Wednesday, November 6, 2019

Hey Scorsese, We've Been Down This Road Before, And Your Side Was Proven Wrong

For those of you living in caves, Academy Award-Winning Director Martin Scorsese has recently started a odd war on super-hero movies that feels more about him being an outdated elitist who is upset that his work is being upstaged by films he calls 'theme park' movies.

I am all for people having their opinions and they don't all have to align with mine. But his words are reflective of outdated attitudes.

Here are his actual claims: "It isn’t the cinema of human beings trying to convey emotional, psychological experiences to another human being.”

“It’s not cinema,” he said. “It’s something else. We shouldn’t be invaded by it. We need cinemas to step up and show films that are narrative films.”

Has he actual seen these films? A huge part of why the present Marvel movies are so popular, is because they do such a great job of conveying emotional, psychological experiences to another human being. Go and watch Captain America: The First Avenger and tell me the story of Steve Rodgers is not emotional. Just because there are super powers and fantasy/sci-fi elements added in does not mean the movie lacks the human elements that help tell a good story.

This attitude is one we have seen before. Back in the '80s there are those in the literary circles who held similar outdated elitist ideas about comic books not being 'real literature'. The Watchmen series was being heralded as a literary masterpiece and Neil Gaiman's Sandman stories were winning prestigious literary awards, and these old men clung to their notions that is was all garbage, without actually reading any of them. After all just because something is being called brilliant, doesn't mean you actually have to give it a chance in order to say otherwise.

I am not at all saying Scorsese is not a brilliant film maker. But his ideas are outdated and very much give off the feeling of someone who is jealous that he is not as popular as he wants to be. While his films have been successful, he has not really made any 'mega-blockbusters'. Theaters are going to show what makes money for them, and his films are not the money makers.

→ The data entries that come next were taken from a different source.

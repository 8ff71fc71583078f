// SPDX-License-Identifier: MIT
// Copyright 2026 Roland Dreier <roland@kernel.org>

//! Club activity record as returned by Strava and stored in the records blob.

use serde::{Deserialize, Serialize};
use serde_json::{Map, Value};

/// One entry of a club activity feed.
///
/// Club activities carry no activity ID, so identity is the seven fields
/// compared by [`ActivityRecord::same_activity`]. Everything else Strava
/// sends (`name`, `workout_type`, ...) is kept verbatim in `extra` so the
/// stored document round-trips without loss.
#[derive(Debug, Clone, Serialize, Deserialize)]
pub struct ActivityRecord {
    /// Athlete name fields, compared as a whole object
    pub athlete: Value,
    /// Distance in meters
    pub distance: f64,
    /// Moving time in seconds
    pub moving_time: i64,
    /// Elapsed time in seconds
    pub elapsed_time: i64,
    /// Elevation gain in meters
    pub total_elevation_gain: f64,
    /// Legacy activity type (Ride, Run, ...)
    #[serde(rename = "type")]
    pub activity_type: String,
    /// Sport type (MountainBikeRide, TrailRun, ...)
    pub sport_type: String,
    /// When this record was first ingested; added by the sync if absent
    #[serde(default, skip_serializing_if = "Option::is_none")]
    pub timestamp: Option<String>,
    /// Remaining upstream fields
    #[serde(flatten)]
    pub extra: Map<String, Value>,
}

impl ActivityRecord {
    /// Field-wise equality on the seven identity fields.
    ///
    /// Numbers use plain `==` with no tolerance. `timestamp` and `extra`
    /// are ignored.
    pub fn same_activity(&self, other: &ActivityRecord) -> bool {
        self.athlete == other.athlete
            && self.distance == other.distance
            && self.moving_time == other.moving_time
            && self.elapsed_time == other.elapsed_time
            && self.total_elevation_gain == other.total_elevation_gain
            && self.activity_type == other.activity_type
            && self.sport_type == other.sport_type
    }
}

In a truly interesting show of support for Scorsese, Francis Ford Coppola has come out calling the super hero films “despicable.” To understand the irony of that statement, it is Coppola's own prodigy, George Lucas, who you can say more or less created and fanned the flames that led to the modern blockbuster trend that has allowed super hero movies to become what they are. When Star Wars was breaking records and becoming the new face of motion pictures, Coppola was congratulating Lucas on his achievements. In essence, Star Wars is the same style of movie as the Marvel movies are.

Their remarks reflect a fear that they are outdated and irrelevant, and instead of working with the changes, they want things back they way they used to be. Scorsese even admits this if you read his attempt to backtrack and defend his remarks. He praises films and film makers from his childhood and earlier on career, but says nothing about the bigger films of the modern era. He outright says that if the films are not the style he thinks they should be, then they are not worth watching.

Makes me wonder about how he felt about those who criticized his movies for being too violent, because that kind of thing was not what real movies focused on. There is not doubt that as he left his mark on motion pictures, there were those who disliked the direction he and other directors of that time, were ruining the whole experience and taking attention away from the 'real cinema'.

'The times they are a changing', as they always are. Scorsese makes it clear he dislikes the current business climate in Hollywood, where his style of movies are not in high demand and so he has to find different ways to get his visions made and distributed. Yet even without the popularity of the super hero films, the business side of things would still have gone that direction. Netflix and the whole video on demand market really has had a much bigger influence on how movies get distributed than any one genre of films could.

Scorsese is coming off like a bitter old man who dislikes change and is confused and angry that the world is not how it was when he was younger. He is pointing his finger at super hero movies, but in truth the problems he is facing would have happened no matter what as technology and attitudes change. He needs to sit down with an open mind and watch the Marvel Movies and see that they are legitimate cinema, containing all the elements he claims are missing.

1 comment:

  1. Well and then there is the sad fact that Scorsese sunk a big chunk of change into Coppola's Godfatherland park, featuring Colonel Kurtz' jungle adventure ride. They took a bath on that one. I love the smell of abandoned theme parks in the morning. smells like... bitter old men!